→ **DESCRIPTION OF THE TASK**: The lines from the top of the listing through the one containing "in catalog order" are to be retyped exactly, with no other lines.
====== DATA EXCERPTS
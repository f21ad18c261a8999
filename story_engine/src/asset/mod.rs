//! Asset Selector - binds a chosen outcome to concrete media.
//!
//! Selection is a pure read over catalog metadata:
//! 1. **Query**: ask the catalog for assets carrying the outcome's tags in the
//!    current time window
//! 2. **Rank**: `weight x mood boost x recency factor`, ties in catalog order
//! 3. **Chain**: for multi-segment outcomes, search depth-first in rank order
//!    for a sequence whose neighbours declare each other compatible

mod catalog;

pub use catalog::*;

use serde::{Deserialize, Serialize};
use std::collections::BTreeSet;
use std::time::{Duration, Instant};

use world_graph::NodeId;

use crate::error::{AssetError, CatalogError};
use crate::outcome::Outcome;

/// Rank multiplier for assets sharing a tag with the persona's mood.
pub const MOOD_BOOST: f64 = 1.5;

/// Rank multiplier for assets the node used recently.
pub const RECENCY_PENALTY: f64 = 0.2;

/// One link of an asset chain.
#[derive(Debug, Clone, Default, PartialEq, Serialize, Deserialize)]
pub struct ChainSegment {
    #[serde(default)]
    pub tags: BTreeSet<String>,
}

/// What an outcome needs from the catalog.
#[derive(Debug, Clone, Default, PartialEq, Serialize, Deserialize)]
pub struct AssetRequirement {
    #[serde(default)]
    pub pool: Option<String>,
    /// Required on every asset, including each chain segment.
    #[serde(default)]
    pub tags: BTreeSet<String>,
    /// Ordered segments, e.g. outro then intro. Empty means a single asset.
    #[serde(default)]
    pub chain: Vec<ChainSegment>,
}

impl AssetRequirement {
    /// Single-asset requirement on `tags`.
    pub fn tagged<I, S>(tags: I) -> Self
    where
        I: IntoIterator<Item = S>,
        S: Into<String>,
    {
        Self {
            pool: None,
            tags: tags.into_iter().map(Into::into).collect(),
            chain: Vec::new(),
        }
    }

    /// Restrict the query to one pool.
    pub fn in_pool(mut self, pool: impl Into<String>) -> Self {
        self.pool = Some(pool.into());
        self
    }

    /// Append a chain segment with extra tags.
    pub fn then<I, S>(mut self, tags: I) -> Self
    where
        I: IntoIterator<Item = S>,
        S: Into<String>,
    {
        self.chain.push(ChainSegment {
            tags: tags.into_iter().map(Into::into).collect(),
        });
        self
    }

    /// Tag sets to query, one per asset in the result.
    fn segment_tags(&self) -> Vec<BTreeSet<String>> {
        if self.chain.is_empty() {
            return vec![self.tags.clone()];
        }
        self.chain
            .iter()
            .map(|segment| self.tags.union(&segment.tags).cloned().collect())
            .collect()
    }
}

/// Per-node inputs to asset selection.
#[derive(Debug, Clone)]
pub struct AssetContext<'a> {
    pub node: &'a NodeId,
    pub window: Option<TimeSlice>,
    pub mood_tags: &'a BTreeSet<String>,
    /// `1.0` drops assets outside the mood entirely.
    pub mood_strictness: f64,
    /// Asset ids this node used in recent cycles.
    pub recent: &'a [String],
    pub timeout: Duration,
}

/// The asset(s) bound to an outcome.
#[derive(Debug, Clone, Default, PartialEq)]
pub struct AssetChoice {
    pub assets: Vec<AssetDescriptor>,
}

impl AssetChoice {
    /// First asset of the choice.
    pub fn primary(&self) -> Option<&AssetDescriptor> {
        self.assets.first()
    }

    /// Ids in chain order.
    pub fn ids(&self) -> Vec<String> {
        self.assets.iter().map(|a| a.id.clone()).collect()
    }

    /// Whether nothing was selected.
    pub fn is_empty(&self) -> bool {
        self.assets.is_empty()
    }
}

/// Rank of one asset for this context; `None` when it is excluded.
pub fn rank_asset(asset: &AssetDescriptor, context: &AssetContext<'_>) -> Option<f64> {
    if !asset.weight.is_finite() || asset.weight <= 0.0 {
        return None;
    }

    let mood = if context.mood_tags.is_empty() {
        1.0
    } else if asset.tags.iter().any(|t| context.mood_tags.contains(t)) {
        MOOD_BOOST
    } else {
        1.0 - context.mood_strictness.clamp(0.0, 1.0)
    };
    if mood <= 0.0 {
        return None;
    }

    let recency = if context.recent.iter().any(|id| *id == asset.id) {
        RECENCY_PENALTY
    } else {
        1.0
    };

    Some(asset.weight * mood * recency)
}

/// Ranked candidates, best first; equal ranks keep catalog order.
///
/// Catalogs may match loosely, so each asset is checked against the query again.
fn ranked(
    candidates: Vec<AssetDescriptor>,
    query: &AssetQuery,
    context: &AssetContext<'_>,
) -> Vec<AssetDescriptor> {
    let mut scored: Vec<(f64, AssetDescriptor)> = candidates
        .into_iter()
        .filter(|asset| query.matches(asset))
        .filter_map(|asset| rank_asset(&asset, context).map(|rank| (rank, asset)))
        .collect();
    scored.sort_by(|a, b| b.0.partial_cmp(&a.0).unwrap_or(std::cmp::Ordering::Equal));
    scored.into_iter().map(|(_, asset)| asset).collect()
}

/// Pick the asset, or asset chain, for a chosen outcome.
///
/// Outcomes without an asset requirement bind to nothing. A catalog answer that
/// arrives after `context.timeout` is discarded as [`CatalogError::Timeout`];
/// bounding the call itself is the catalog's job (see [`AssetCatalog`]).
pub fn select_asset(
    outcome: &Outcome,
    context: &AssetContext<'_>,
    catalog: &dyn AssetCatalog,
) -> Result<AssetChoice, AssetError> {
    let Some(requirement) = &outcome.asset else {
        return Ok(AssetChoice::default());
    };

    let started = Instant::now();
    let mut segments = Vec::new();
    for tags in requirement.segment_tags() {
        let query = AssetQuery {
            tags: tags.clone(),
            pool: requirement.pool.clone(),
            window: context.window,
            timeout: context.timeout,
        };
        let found = catalog.find_by_tags(&query)?;
        if started.elapsed() > context.timeout {
            tracing::warn!(node = %context.node, outcome = %outcome.id, "asset catalog query exceeded timeout");
            return Err(AssetError::Catalog(CatalogError::Timeout(
                context.timeout.as_millis() as u64,
            )));
        }

        let candidates = ranked(found, &query, context);
        if candidates.is_empty() {
            return Err(AssetError::NoMatchingAsset {
                outcome: outcome.id.clone(),
                reason: format!("no asset tagged {:?} fits the current time and mood", tags),
            });
        }
        segments.push(candidates);
    }

    if segments.len() == 1 {
        let assets = segments.into_iter().flatten().take(1).collect();
        return Ok(AssetChoice { assets });
    }

    let mut path = Vec::with_capacity(segments.len());
    if chain_search(&segments, &mut path) {
        let assets = path
            .iter()
            .enumerate()
            .map(|(depth, index)| segments[depth][*index].clone())
            .collect();
        Ok(AssetChoice { assets })
    } else {
        Err(AssetError::NoMatchingAsset {
            outcome: outcome.id.clone(),
            reason: "no compatible transition chain".to_string(),
        })
    }
}

/// Depth-first search over ranked segment candidates.
fn chain_search(segments: &[Vec<AssetDescriptor>], path: &mut Vec<usize>) -> bool {
    let depth = path.len();
    if depth == segments.len() {
        return true;
    }

    for (index, candidate) in segments[depth].iter().enumerate() {
        if let Some(previous) = path.last() {
            if !segments[depth - 1][*previous].transitions_to(candidate) {
                continue;
            }
        }
        path.push(index);
        if chain_search(segments, path) {
            return true;
        }
        path.pop();
    }
    false
}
============
→ **ANSWER BOX**:
repository f21ad18c261a8999
filename story_engine/src/asset/mod.rs
//! Asset Selector - binds a chosen outcome to concrete media.
//!
//! Selection is a pure read over catalog metadata:
//! 1. **Query**: ask the catalog for assets carrying the outcome's tags in the
//!    current time window
//! 2. **Rank**: `weight x mood boost x recency factor`, ties in catalog order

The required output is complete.